- **Provided information**
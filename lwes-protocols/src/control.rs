//! Zero-attribute liveness events shared by every emitter in the process.

use once_cell::sync::Lazy;

use crate::event::Event;

pub const STARTUP_NAME: &str = "System::Startup";
pub const SHUTDOWN_NAME: &str = "System::Shutdown";
pub const HEARTBEAT_NAME: &str = "System::Heartbeat";

pub static STARTUP: Lazy<Event> = Lazy::new(|| Event::new(STARTUP_NAME));
pub static SHUTDOWN: Lazy<Event> = Lazy::new(|| Event::new(SHUTDOWN_NAME));
pub static HEARTBEAT: Lazy<Event> = Lazy::new(|| Event::new(HEARTBEAT_NAME));

/// Liveness event kinds, recognized by name.
#[derive(Debug, Clone, Copy, PartialEq, Eq)]
pub enum ControlKind {
    Startup,
    Shutdown,
    Heartbeat,
}

impl ControlKind {
    pub fn event(self) -> &'static Event {
        match self {
            ControlKind::Startup => &STARTUP,
            ControlKind::Shutdown => &SHUTDOWN,
            ControlKind::Heartbeat => &HEARTBEAT,
        }
    }

    /// Classifies `event` as a control event, if its name is one of the three.
    pub fn of(event: &Event) -> Option<Self> {
        match event.name.as_str() {
            STARTUP_NAME => Some(ControlKind::Startup),
            SHUTDOWN_NAME => Some(ControlKind::Shutdown),
            HEARTBEAT_NAME => Some(ControlKind::Heartbeat),
            _ => None,
        }
    }
}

- **Exercise**
The complete listing above is to be output again exactly.

- **Response below**
filename lwes-protocols/src/control.rs
//! Zero-attribute liveness events shared by every emitter in the process.

use once_cell::sync::Lazy;

use crate::event::Event;

pub const STARTUP_NAME: &str = "System::Startup";
pub const SHUTDOWN_NAME: &str = "System::Shutdown";
pub const HEARTBEAT_NAME: &str = "System::Heartbeat";

pub static STARTUP: Lazy<Event> = Lazy::new(|| Event::new(STARTUP_NAME));
pub static SHUTDOWN: Lazy<Event> = Lazy::new(|| Event::new(SHUTDOWN_NAME));
pub static HEARTBEAT: Lazy<Event> = Lazy::new(|| Event::new(HEARTBEAT_NAME));

/// Liveness event kinds, recognized by name.
#[derive(Debug, Clone, Copy, PartialEq, Eq)]
pub enum ControlKind {
    Startup,
    Shutdown,
    Heartbeat,
}

impl ControlKind {
    pub fn event(self) -> &'static Event {
        match self {
            ControlKind::Startup => &STARTUP,
            ControlKind::Shutdown => &SHUTDOWN,
            ControlKind::Heartbeat => &HEARTBEAT,
        }
    }

    /// Classifies `event` as a control event, if its name is one of the three.
    pub fn of(event: &Event) -> Option<Self> {
        match event.name.as_str() {
            STARTUP_NAME => Some(ControlKind::Startup),
            SHUTDOWN_NAME => Some(ControlKind::Shutdown),
            HEARTBEAT_NAME => Some(ControlKind::Heartbeat),
            _ => None,
        }
    }
}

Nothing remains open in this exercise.